Last week I finished reading Larry Brooks’s writing manual Story Engineering.
So why the mixed feelings?
1. Brooks spends a lot of time telling you why his method is the best. The trouble is, there’s a pretty good chance he’s right. (And nothing is more irritating than someone knows he’s right and likes to tell you so.)
2. He trashes on some resources I’m fond of, like The Writer magazine and Stephen King’s On Writing. Yes, these resources may not be as specific and neatly tailored as his is, but they’re still useful. Not everyone’s brain works the same way, Mr. Brooks, so we may get some use out of reading about other approaches.

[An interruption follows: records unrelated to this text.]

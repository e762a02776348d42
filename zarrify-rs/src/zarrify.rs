//! Project conversion: image stacks into `IMAGE`, analysis results into
//! `TENSORS`.
//!
//! A project folder `P` named `N` is laid out as
//!
//! ```text
//! P/*.tif                    raw frames
//! P/SEG_N/results_N/seg*.png segmentation outlines
//! P/SEG_N/roi_N/roi*.png     region masks
//! P/SAP_N/AOT*/...           averages-over-time result files
//! ```

use clap::Args;
use std::path::{Path, PathBuf};
use tracing::{info, warn};

use crate::config::Settings;
use crate::error::{Error, Result};
use crate::frames;
use crate::walk::{self, WalkSummary};
use crate::zarr::{self, Store};

#[derive(Args, Clone, Debug)]
pub struct ProjectArgs {
    /// Project folder; its name is the specimen name
    #[arg(long)]
    pub project: String,
    /// Store directory (default: the project folder)
    #[arg(long)]
    pub output: Option<String>,
    /// Settings file (TOML)
    #[arg(long)]
    pub config: Option<String>,
}

#[derive(Args, Clone, Debug)]
pub struct ImageOptions {
    /// Directory receiving the numbered raw frames (default: the store root)
    #[arg(long)]
    pub frames_dir: Option<String>,
    /// Do not export raw frames as numbered TIFFs
    #[arg(long)]
    pub no_export: bool,
}

#[derive(Args, Clone, Debug)]
pub struct TensorOptions {
    /// Comma-separated quantities, replacing the configured list
    #[arg(long)]
    pub quantities: Option<String>,
    /// Do not warn about quantities missing from result files
    #[arg(long)]
    pub quiet_missing: bool,
}

#[derive(Args, Clone, Debug)]
pub struct ImagesArgs {
    #[command(flatten)]
    pub project: ProjectArgs,
    #[command(flatten)]
    pub images: ImageOptions,
}

#[derive(Args, Clone, Debug)]
pub struct TensorsArgs {
    #[command(flatten)]
    pub project: ProjectArgs,
    #[command(flatten)]
    pub tensors: TensorOptions,
}

#[derive(Args, Clone, Debug)]
pub struct ZarrifyArgs {
    #[command(flatten)]
    pub project: ProjectArgs,
    #[command(flatten)]
    pub images: ImageOptions,
    #[command(flatten)]
    pub tensors: TensorOptions,
}

/// Folder conventions of one project.
#[derive(Debug, Clone)]
pub struct Project {
    pub dir: PathBuf,
    pub name: String,
    pub store_dir: PathBuf,
}

impl Project {
    pub fn new(dir: &Path, output: Option<&Path>) -> Result<Self> {
        let name = dir
            .file_name()
            .map(|n| n.to_string_lossy().into_owned())
            .ok_or_else(|| Error::MissingInput(format!("{} has no folder name", dir.display())))?;
        if !dir.is_dir() {
            return Err(Error::MissingInput(format!(
                "project folder {} not found",
                dir.display()
            )));
        }
        Ok(Project {
            dir: dir.to_path_buf(),
            name,
            store_dir: output.unwrap_or(dir).to_path_buf(),
        })
    }

    fn from_args(args: &ProjectArgs) -> Result<Self> {
        Self::new(Path::new(&args.project), args.output.as_deref().map(Path::new))
    }

    pub fn seg_dir(&self) -> PathBuf {
        self.dir.join(format!("SEG_{}", self.name))
    }

    pub fn outlines_dir(&self) -> PathBuf {
        self.seg_dir().join(format!("results_{}", self.name))
    }

    pub fn masks_dir(&self) -> PathBuf {
        self.seg_dir().join(format!("roi_{}", self.name))
    }

    pub fn sap_dir(&self) -> PathBuf {
        self.dir.join(format!("SAP_{}", self.name))
    }

    /// Base name of exported frames: the store folder name.
    pub fn store_name(&self) -> String {
        self.store_dir
            .file_name()
            .map(|n| n.to_string_lossy().into_owned())
            .unwrap_or_else(|| self.name.clone())
    }
}

/// Datasets written by one image pass.
#[derive(Debug, Default, Clone, PartialEq, Eq)]
pub struct ImageSummary {
    pub written: Vec<String>,
    pub exported_frames: usize,
}

fn settings_for(project: &ProjectArgs) -> Result<Settings> {
    Settings::load_or_default(project.config.as_deref().map(Path::new))
}

fn apply_tensor_options(settings: Settings, options: &TensorOptions) -> Settings {
    let mut settings = settings.with_quantities(options.quantities.as_deref());
    if options.quiet_missing {
        settings.verbose = false;
    }
    settings
}

/// Map a sub-step's `[0, 1]` progress into `[lo, hi]` of the caller's.
fn scaled<'a>(progress: &'a impl Fn(f64, &str), lo: f64, hi: f64) -> impl Fn(f64, &str) + 'a {
    move |p, msg| progress(lo + p * (hi - lo), msg)
}

/// Load frames from `dir` into `IMAGE/<dataset>` unless it already exists.
/// Returns the loaded stack when a dataset was written.
fn store_frames(
    store: &Store,
    dataset: &str,
    dir: &Path,
    pattern: &str,
    progress: impl Fn(f64, &str),
) -> Result<Option<ndarray::Array3<u8>>> {
    let path = zarr::node_path(&["IMAGE", dataset]);
    if zarr::array_exists(store, &path) {
        info!(dataset = %path, "already present, skipping");
        return Ok(None);
    }
    if !dir.is_dir() {
        warn!(dataset = %path, dir = %dir.display(), "frame folder not found");
        return Ok(None);
    }
    let Some(stack) = frames::load_stack(dir, pattern, progress)?.stack else {
        warn!(dataset = %path, dir = %dir.display(), pattern, "no frames found");
        return Ok(None);
    };
    zarr::write_stack_u8(store, &path, &stack, None)?;
    info!(dataset = %path, shape = ?stack.shape(), "stack written");
    Ok(Some(stack))
}

/// Fill `IMAGE/raw`, `IMAGE/outlines` and `IMAGE/masks`. Newly written raw
/// frames are also exported as numbered TIFFs to `export_dir`.
pub fn store_images(
    store: &Store,
    project: &Project,
    settings: &Settings,
    export_dir: Option<&Path>,
    progress: impl Fn(f64, &str),
) -> Result<ImageSummary> {
    zarr::ensure_layout(store)?;
    let mut summary = ImageSummary::default();

    let raw_path = zarr::node_path(&["IMAGE", "raw"]);
    if zarr::array_exists(store, &raw_path) {
        info!(dataset = %raw_path, "already present, skipping");
    } else {
        let loaded = frames::load_stack(&project.dir, &settings.raw_pattern, scaled(&progress, 0.0, 0.4))?;
        let Some(raw) = loaded.stack else {
            warn!(dir = %project.dir.display(), pattern = %settings.raw_pattern, "no raw frames, skipping images");
            return Ok(summary);
        };
        zarr::write_stack_u8(store, &raw_path, &raw, None)?;
        info!(dataset = %raw_path, shape = ?raw.shape(), "stack written");
        summary.written.push(raw_path);
        if let Some(dir) = export_dir {
            let files = frames::save_stack(dir, &project.store_name(), &raw, scaled(&progress, 0.4, 0.6))?;
            summary.exported_frames = files.len();
        }
    }

    let others = [
        ("outlines", project.outlines_dir(), &settings.outlines_pattern, 0.6, 0.8),
        ("masks", project.masks_dir(), &settings.masks_pattern, 0.8, 1.0),
    ];
    for (dataset, dir, pattern, lo, hi) in others {
        if store_frames(store, dataset, &dir, pattern, scaled(&progress, lo, hi))?.is_some() {
            summary.written.push(zarr::node_path(&["IMAGE", dataset]));
        }
    }
    progress(1.0, "Images done");
    Ok(summary)
}

/// Extract the project's results folder into `TENSORS`.
pub fn store_tensors(
    store: &Store,
    project: &Project,
    settings: &Settings,
    progress: impl Fn(f64, &str),
) -> Result<WalkSummary> {
    walk::extract_results_folder(store, &project.sap_dir(), settings, progress)
}

fn export_dir_for(project: &Project, options: &ImageOptions) -> Option<PathBuf> {
    if options.no_export {
        return None;
    }
    Some(
        options
            .frames_dir
            .as_ref()
            .map(PathBuf::from)
            .unwrap_or_else(|| project.store_dir.clone()),
    )
}

pub fn run_images(args: ImagesArgs, progress: impl Fn(f64, &str)) -> Result<()> {
    let project = Project::from_args(&args.project)?;
    let settings = settings_for(&args.project)?;
    let store = zarr::open_store(&project.store_dir)?;
    let export = export_dir_for(&project, &args.images);
    store_images(&store, &project, &settings, export.as_deref(), progress)?;
    Ok(())
}

pub fn run_tensors(args: TensorsArgs, progress: impl Fn(f64, &str)) -> Result<()> {
    let project = Project::from_args(&args.project)?;
    let settings = apply_tensor_options(settings_for(&args.project)?, &args.tensors);
    let store = zarr::open_store(&project.store_dir)?;
    store_tensors(&store, &project, &settings, progress)?;
    Ok(())
}

/// Images first, then tensors, into one store.
pub fn run(args: ZarrifyArgs, progress: impl Fn(f64, &str)) -> Result<()> {
    let project = Project::from_args(&args.project)?;
    let settings = apply_tensor_options(settings_for(&args.project)?, &args.tensors);
    let store = zarr::open_store(&project.store_dir)?;
    info!(project = %project.dir.display(), store = %project.store_dir.display(), "converting");

    let export = export_dir_for(&project, &args.images);
    store_images(&store, &project, &settings, export.as_deref(), scaled(&progress, 0.0, 0.5))?;
    let summary = store_tensors(&store, &project, &settings, scaled(&progress, 0.5, 1.0))?;
    progress(
        1.0,
        &format!(
            "Wrote {} ({} result files, {} failed)",
            project.store_dir.display(),
            summary.visited,
            summary.failed
        ),
    );
    Ok(())
}
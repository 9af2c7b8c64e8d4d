use std::fmt;

use thiserror::Error;

/// A single violated record invariant.
#[derive(Debug, Clone, PartialEq, Eq, Error)]
pub enum ValidationError {
    #[error("Username cannot be empty.")]
    EmptyUsername,
    #[error("Username must be unique.")]
    DuplicateUsername,
    #[error("Password cannot be empty.")]
    EmptyPassword,
    #[error("Password hash has not been set.")]
    PasswordNotSet,
    #[error("Title cannot be empty.")]
    EmptyTitle,
    #[error("Instructions must be at least {min} characters long (got {len}).")]
    InstructionsTooShort { len: usize, min: usize },
    #[error("Recipe must be associated with a user.")]
    MissingUser,
    #[error("Recipe references unknown user {0}.")]
    UnknownUser(i64),
}

impl ValidationError {
    /// Name of the record field the violation belongs to.
    pub fn field(&self) -> &'static str {
        match self {
            Self::EmptyUsername | Self::DuplicateUsername => "username",
            Self::EmptyPassword | Self::PasswordNotSet => "password",
            Self::EmptyTitle => "title",
            Self::InstructionsTooShort { .. } => "instructions",
            Self::MissingUser | Self::UnknownUser(_) => "user_id",
        }
    }
}

/// Every violation found while validating one record.
#[derive(Debug, Clone, Default, PartialEq, Eq)]
pub struct ValidationErrors(Vec<ValidationError>);

impl ValidationErrors {
    pub fn push(&mut self, err: ValidationError) {
        self.0.push(err);
    }

    pub fn is_empty(&self) -> bool {
        self.0.is_empty()
    }

    pub fn len(&self) -> usize {
        self.0.len()
    }

    pub fn contains(&self, err: &ValidationError) -> bool {
        self.0.contains(err)
    }

    pub fn iter(&self) -> impl Iterator<Item = &ValidationError> {
        self.0.iter()
    }

    /// Moves the violations of `res` into `self`; any other error is returned.
    pub fn record(&mut self, res: Result<(), Error>) -> Result<(), Error> {
        match res {
            Ok(()) => Ok(()),
            Err(Error::Validation(errs)) => {
                self.0.extend(errs.0);
                Ok(())
            }
            Err(e) => Err(e),
        }
    }

    /// `Ok(())` when nothing was recorded.
    pub fn into_result(self) -> Result<(), Self> {
        if self.0.is_empty() {
            Ok(())
        } else {
            Err(self)
        }
    }
}

impl fmt::Display for ValidationErrors {
    fn fmt(&self, f: &mut fmt::Formatter<'_>) -> fmt::Result {
        for (i, err) in self.0.iter().enumerate() {
            if i > 0 {
                f.write_str(" ")?;
            }
            write!(f, "{err}")?;
        }
        Ok(())
    }
}

impl std::error::Error for ValidationErrors {}

impl From<ValidationError> for ValidationErrors {
    fn from(err: ValidationError) -> Self {
        Self(vec![err])
    }
}

impl IntoIterator for ValidationErrors {
    type Item = ValidationError;
    type IntoIter = std::vec::IntoIter<ValidationError>;

    fn into_iter(self) -> Self::IntoIter {
        self.0.into_iter()
    }
}

#[derive(Debug, Error)]
pub enum Error {
    #[error("validation failed: {0}")]
    Validation(#[from] ValidationErrors),

    #[error("password hashing failed: {0}")]
    Hash(String),

    #[error("database error: {0}")]
    Database(#[from] sqlx::Error),

    #[error("{entity} {id} not found")]
    NotFound { entity: &'static str, id: i64 },
}

impl From<ValidationError> for Error {
    fn from(err: ValidationError) -> Self {
        Error::Validation(err.into())
    }
}

impl Error {
    /// The violations carried by a validation failure, if that is what this is.
    pub fn violations(&self) -> Option<&ValidationErrors> {
        match self {
            Error::Validation(errs) => Some(errs),
            _ => None,
        }
    }

    /// True when this is a validation failure that includes `err`.
    pub fn is_violation(&self, err: &ValidationError) -> bool {
        self.violations().is_some_and(|errs| errs.contains(err))
    }
}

3. He’s a fan of tough love. Brooks doesn’t shy from telling you why your method sucks. He’ll tell you how to correct it, but not before elaborating on why you’ve been shooting yourself in the foot with your methods.
4. He’s right. I know I said this in number one, but it drives me crazy when someone irks me or hurts my feelings and then turns out to be right. The nerve!
On the other hand, this book has completely upended my revision process, and, when I start a new book, it’ll revolutionize my writing process, too.
Clear, straightforward rules for how to plot a book, how to populate it with well-rounded characters, and how to tie the whole thing together with skillful execution and a strong concept can help any writer improve her craft, no matter how much she insist she knows what she’s doing.
Honestly, if I had read this book before plotting Shaken, I would be doing a shorter rewrite. It is true, though, that learning and making mistakes are part of the process. If I didn’t learn by doing that my process was flawed, I’d probably be even less willing to listen to Mr. Brooks.
And if I weren’t willing to listen, I wouldn’t have learned from this book how to improve my writing.
Bottom line? If you’re a writer, read it. And—if you’re like me—chuck it off the bed from time to time to vent your feelings. Once you feel better, pick it up again and keep plugging. It’s worth the frustration.
Sounds like I’m talking about writing itself, doesn’t it?
Have you read this book? Did it help you? Did you hate it? What other writing books do you love/hate?